§ What you need to do
Repeat only the lines below from the one containing "let kind = match" through the one containing "assert!(StatusCode::UNCERTAIN.is_uncertain());", inclusive, exactly as written.

§ Information supplied
// SPDX-License-Identifier: PolyForm-Noncommercial-1.0.0
// Copyright (c) 2025 Sylvex. All rights reserved.

//! Service and item status codes.
//!
//! A [`StatusCode`] is the 32-bit result attached to every read item, write
//! item and service fault. The top two bits carry the severity: `00` good,
//! `01` uncertain, `10` bad.
//!
//! # Examples
//!
//! ```
//! use uanode_core::status::StatusCode;
//!
//! assert!(StatusCode::GOOD.is_good());
//! assert!(StatusCode::BAD_NODE_ID_UNKNOWN.is_bad());
//! assert_eq!(StatusCode::BAD_NOT_WRITABLE.name(), "BadNotWritable");
//! ```

use std::fmt;

use serde::{Deserialize, Serialize};

use crate::error::ErrorKind;

/// A status code returned by services and per-item results.
#[derive(Debug, Clone, Copy, PartialEq, Eq, Hash, Serialize, Deserialize, Default)]
#[serde(transparent)]
pub struct StatusCode(u32);

impl StatusCode {
    /// The operation succeeded.
    pub const GOOD: Self = Self(0x0000_0000);
    /// The value is usable but its quality is uncertain.
    pub const UNCERTAIN: Self = Self(0x4000_0000);
    /// Generic bad result.
    pub const BAD: Self = Self(0x8000_0000);

    /// An unexpected error occurred.
    pub const BAD_UNEXPECTED_ERROR: Self = Self(0x8001_0000);
    /// An internal error occurred as a result of a programming or configuration error.
    pub const BAD_INTERNAL_ERROR: Self = Self(0x8002_0000);
    /// A low level communication error occurred.
    pub const BAD_COMMUNICATION_ERROR: Self = Self(0x8005_0000);
    /// Decoding halted because of invalid data in the stream.
    pub const BAD_DECODING_ERROR: Self = Self(0x8007_0000);
    /// The operation timed out.
    pub const BAD_TIMEOUT: Self = Self(0x800A_0000);
    /// The server does not support the requested service.
    pub const BAD_SERVICE_UNSUPPORTED: Self = Self(0x800B_0000);
    /// The operation was cancelled because the application is shutting down.
    pub const BAD_SHUTDOWN: Self = Self(0x800C_0000);
    /// The operation could not complete because the client is not connected to the server.
    pub const BAD_SERVER_NOT_CONNECTED: Self = Self(0x800D_0000);
    /// The server has stopped and cannot process any requests.
    pub const BAD_SERVER_HALTED: Self = Self(0x800E_0000);
    /// There was nothing to do because the client passed a list of operations with no elements.
    pub const BAD_NOTHING_TO_DO: Self = Self(0x800F_0000);
    /// The request could not be processed because it specified too many operations.
    pub const BAD_TOO_MANY_OPERATIONS: Self = Self(0x8010_0000);
    /// The certificate provided as a parameter is not valid.
    pub const BAD_CERTIFICATE_INVALID: Self = Self(0x8012_0000);
    /// User does not have permission to perform the requested operation.
    pub const BAD_USER_ACCESS_DENIED: Self = Self(0x801F_0000);
    /// The user identity token is not valid.
    pub const BAD_IDENTITY_TOKEN_INVALID: Self = Self(0x8020_0000);
    /// The user identity token is valid but the server has rejected it.
    pub const BAD_IDENTITY_TOKEN_REJECTED: Self = Self(0x8021_0000);
    /// The specified secure channel is no longer valid.
    pub const BAD_SECURE_CHANNEL_ID_INVALID: Self = Self(0x8022_0000);
    /// The session id is not valid.
    pub const BAD_SESSION_ID_INVALID: Self = Self(0x8025_0000);
    /// The session was closed by the client or timed out.
    pub const BAD_SESSION_CLOSED: Self = Self(0x8026_0000);
    /// The session cannot be used because ActivateSession has not been called.
    pub const BAD_SESSION_NOT_ACTIVATED: Self = Self(0x8027_0000);
    /// The header for the request is missing or invalid.
    pub const BAD_REQUEST_HEADER_INVALID: Self = Self(0x802A_0000);
    /// The node id refers to a node that does not exist in the server address space.
    pub const BAD_NODE_ID_UNKNOWN: Self = Self(0x8034_0000);
    /// The attribute is not supported for the specified node.
    pub const BAD_ATTRIBUTE_ID_INVALID: Self = Self(0x8035_0000);
    /// The access level does not allow reading or subscribing to the node.
    pub const BAD_NOT_READABLE: Self = Self(0x803A_0000);
    /// The access level does not allow writing to the node.
    pub const BAD_NOT_WRITABLE: Self = Self(0x803B_0000);
    /// The value was out of range.
    pub const BAD_OUT_OF_RANGE: Self = Self(0x803C_0000);
    /// The operation is not supported.
    pub const BAD_NOT_SUPPORTED: Self = Self(0x803D_0000);
    /// The security mode does not meet the requirements set by the server.
    pub const BAD_SECURITY_MODE_REJECTED: Self = Self(0x8054_0000);
    /// The security policy does not meet the requirements set by the server.
    pub const BAD_SECURITY_POLICY_REJECTED: Self = Self(0x8055_0000);
    /// The server has reached its maximum number of sessions.
    pub const BAD_TOO_MANY_SESSIONS: Self = Self(0x8056_0000);
    /// The value supplied for the attribute is not of the same type as the attribute's value.
    pub const BAD_TYPE_MISMATCH: Self = Self(0x8074_0000);
    /// Could not establish a network connection to the remote server.
    pub const BAD_CONNECTION_REJECTED: Self = Self(0x80AC_0000);

    const SEVERITY_MASK: u32 = 0xC000_0000;

    /// Creates a status code from its raw value.
    #[inline]
    pub const fn from_bits(bits: u32) -> Self {
        Self(bits)
    }

    /// Returns the raw value.
    #[inline]
    pub const fn bits(&self) -> u32 {
        self.0
    }

    /// Returns `true` for a good severity.
    #[inline]
    pub const fn is_good(&self) -> bool {
        self.0 & Self::SEVERITY_MASK == 0
    }

    /// Returns `true` for an uncertain severity.
    #[inline]
    pub const fn is_uncertain(&self) -> bool {
        self.0 & Self::SEVERITY_MASK == 0x4000_0000
    }

    /// Returns `true` for a bad severity.
    #[inline]
    pub const fn is_bad(&self) -> bool {
        self.0 & 0x8000_0000 != 0
    }

    /// Returns the symbolic name, or `"Unknown"` for codes not listed here.
    pub fn name(&self) -> &'static str {
        match *self {
            Self::GOOD => "Good",
            Self::UNCERTAIN => "Uncertain",
            Self::BAD => "Bad",
            Self::BAD_UNEXPECTED_ERROR => "BadUnexpectedError",
            Self::BAD_INTERNAL_ERROR => "BadInternalError",
            Self::BAD_COMMUNICATION_ERROR => "BadCommunicationError",
            Self::BAD_DECODING_ERROR => "BadDecodingError",
            Self::BAD_TIMEOUT => "BadTimeout",
            Self::BAD_SERVICE_UNSUPPORTED => "BadServiceUnsupported",
            Self::BAD_SHUTDOWN => "BadShutdown",
            Self::BAD_SERVER_NOT_CONNECTED => "BadServerNotConnected",
            Self::BAD_SERVER_HALTED => "BadServerHalted",
            Self::BAD_NOTHING_TO_DO => "BadNothingToDo",
            Self::BAD_TOO_MANY_OPERATIONS => "BadTooManyOperations",
            Self::BAD_CERTIFICATE_INVALID => "BadCertificateInvalid",
            Self::BAD_USER_ACCESS_DENIED => "BadUserAccessDenied",
            Self::BAD_IDENTITY_TOKEN_INVALID => "BadIdentityTokenInvalid",
            Self::BAD_IDENTITY_TOKEN_REJECTED => "BadIdentityTokenRejected",
            Self::BAD_SECURE_CHANNEL_ID_INVALID => "BadSecureChannelIdInvalid",
            Self::BAD_SESSION_ID_INVALID => "BadSessionIdInvalid",
            Self::BAD_SESSION_CLOSED => "BadSessionClosed",
            Self::BAD_SESSION_NOT_ACTIVATED => "BadSessionNotActivated",
            Self::BAD_REQUEST_HEADER_INVALID => "BadRequestHeaderInvalid",
            Self::BAD_NODE_ID_UNKNOWN => "BadNodeIdUnknown",
            Self::BAD_ATTRIBUTE_ID_INVALID => "BadAttributeIdInvalid",
            Self::BAD_NOT_READABLE => "BadNotReadable",
            Self::BAD_NOT_WRITABLE => "BadNotWritable",
            Self::BAD_OUT_OF_RANGE => "BadOutOfRange",
            Self::BAD_NOT_SUPPORTED => "BadNotSupported",
            Self::BAD_SECURITY_MODE_REJECTED => "BadSecurityModeRejected",
            Self::BAD_SECURITY_POLICY_REJECTED => "BadSecurityPolicyRejected",
            Self::BAD_TOO_MANY_SESSIONS => "BadTooManySessions",
            Self::BAD_TYPE_MISMATCH => "BadTypeMismatch",
            Self::BAD_CONNECTION_REJECTED => "BadConnectionRejected",
            _ => "Unknown",
        }
    }

    /// Maps a bad status onto the error taxonomy. Returns `None` for good and
    /// uncertain codes.
    pub fn kind(&self) -> Option<ErrorKind> {
        if !self.is_bad() {
            return None;
        }
        let kind = match *self {
            Self::BAD_NODE_ID_UNKNOWN | Self::BAD_ATTRIBUTE_ID_INVALID => ErrorKind::NotFound,
            Self::BAD_NOT_READABLE
            | Self::BAD_NOT_WRITABLE
            | Self::BAD_USER_ACCESS_DENIED
            | Self::BAD_IDENTITY_TOKEN_INVALID
            | Self::BAD_IDENTITY_TOKEN_REJECTED => ErrorKind::AccessDenied,
            Self::BAD_TYPE_MISMATCH | Self::BAD_OUT_OF_RANGE => ErrorKind::TypeMismatch,
            Self::BAD_SECURITY_MODE_REJECTED
            | Self::BAD_SECURITY_POLICY_REJECTED
            | Self::BAD_CERTIFICATE_INVALID => ErrorKind::SecurityRejected,
            Self::BAD_SESSION_ID_INVALID
            | Self::BAD_SESSION_CLOSED
            | Self::BAD_SESSION_NOT_ACTIVATED => ErrorKind::SessionExpired,
            Self::BAD_COMMUNICATION_ERROR
            | Self::BAD_TIMEOUT
            | Self::BAD_SERVER_NOT_CONNECTED
            | Self::BAD_SERVER_HALTED
            | Self::BAD_SHUTDOWN
            | Self::BAD_CONNECTION_REJECTED
            | Self::BAD_SECURE_CHANNEL_ID_INVALID => ErrorKind::ConnectionFailed,
            _ => ErrorKind::Fatal,
        };
        Some(kind)
    }
}

impl fmt::Display for StatusCode {
    fn fmt(&self, f: &mut fmt::Formatter<'_>) -> fmt::Result {
        write!(f, "{} (0x{:08X})", self.name(), self.0)
    }
}

impl From<u32> for StatusCode {
    fn from(bits: u32) -> Self {
        Self(bits)
    }
}

#[cfg(test)]
mod tests {
    use super::*;

    #[test]
    fn test_severity() {
        assert!(StatusCode::GOOD.is_good());
        assert!(!StatusCode::GOOD.is_bad());
        assert!(StatusCode::UNCERTAIN.is_uncertain());
        assert!(StatusCode::BAD_TIMEOUT.is_bad());
        assert!(!StatusCode::BAD_TIMEOUT.is_good());
    }

    #[test]
    fn test_display() {
        assert_eq!(
            StatusCode::BAD_NODE_ID_UNKNOWN.to_string(),
            "BadNodeIdUnknown (0x80340000)"
        );
        assert_eq!(StatusCode::from_bits(0x8099_0000).name(), "Unknown");
    }

    #[test]
    fn test_kind_mapping() {
        assert_eq!(StatusCode::GOOD.kind(), None);
        assert_eq!(
            StatusCode::BAD_NODE_ID_UNKNOWN.kind(),
            Some(ErrorKind::NotFound)
        );
        assert_eq!(
            StatusCode::BAD_NOT_WRITABLE.kind(),
            Some(ErrorKind::AccessDenied)
        );
        assert_eq!(
            StatusCode::BAD_TYPE_MISMATCH.kind(),
            Some(ErrorKind::TypeMismatch)
        );
        assert_eq!(
            StatusCode::BAD_SESSION_CLOSED.kind(),
            Some(ErrorKind::SessionExpired)
        );
        assert_eq!(
            StatusCode::BAD_SECURITY_POLICY_REJECTED.kind(),
            Some(ErrorKind::SecurityRejected)
        );
    }

    #[test]
    fn test_serde_transparent() {
        let json = serde_json::to_string(&StatusCode::BAD_NOT_WRITABLE).unwrap();
        assert_eq!(json, "2151350272");
        let back: StatusCode = serde_json::from_str(&json).unwrap();
        assert_eq!(back, StatusCode::BAD_NOT_WRITABLE);
    }
}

§ Task answer
        let kind = match *self {
            Self::BAD_NODE_ID_UNKNOWN | Self::BAD_ATTRIBUTE_ID_INVALID => ErrorKind::NotFound,
            Self::BAD_NOT_READABLE
            | Self::BAD_NOT_WRITABLE
            | Self::BAD_USER_ACCESS_DENIED
            | Self::BAD_IDENTITY_TOKEN_INVALID
            | Self::BAD_IDENTITY_TOKEN_REJECTED => ErrorKind::AccessDenied,
            Self::BAD_TYPE_MISMATCH | Self::BAD_OUT_OF_RANGE => ErrorKind::TypeMismatch,
            Self::BAD_SECURITY_MODE_REJECTED
            | Self::BAD_SECURITY_POLICY_REJECTED
            | Self::BAD_CERTIFICATE_INVALID => ErrorKind::SecurityRejected,
            Self::BAD_SESSION_ID_INVALID
            | Self::BAD_SESSION_CLOSED
            | Self::BAD_SESSION_NOT_ACTIVATED => ErrorKind::SessionExpired,
            Self::BAD_COMMUNICATION_ERROR
            | Self::BAD_TIMEOUT
            | Self::BAD_SERVER_NOT_CONNECTED
            | Self::BAD_SERVER_HALTED
            | Self::BAD_SHUTDOWN
            | Self::BAD_CONNECTION_REJECTED
            | Self::BAD_SECURE_CHANNEL_ID_INVALID => ErrorKind::ConnectionFailed,
            _ => ErrorKind::Fatal,
        };
        Some(kind)
    }
}

impl fmt::Display for StatusCode {
    fn fmt(&self, f: &mut fmt::Formatter<'_>) -> fmt::Result {
        write!(f, "{} (0x{:08X})", self.name(), self.0)
    }
}

impl From<u32> for StatusCode {
    fn from(bits: u32) -> Self {
        Self(bits)
    }
}

#[cfg(test)]
mod tests {
    use super::*;

    #[test]
    fn test_severity() {
        assert!(StatusCode::GOOD.is_good());
        assert!(!StatusCode::GOOD.is_bad());
        assert!(StatusCode::UNCERTAIN.is_uncertain());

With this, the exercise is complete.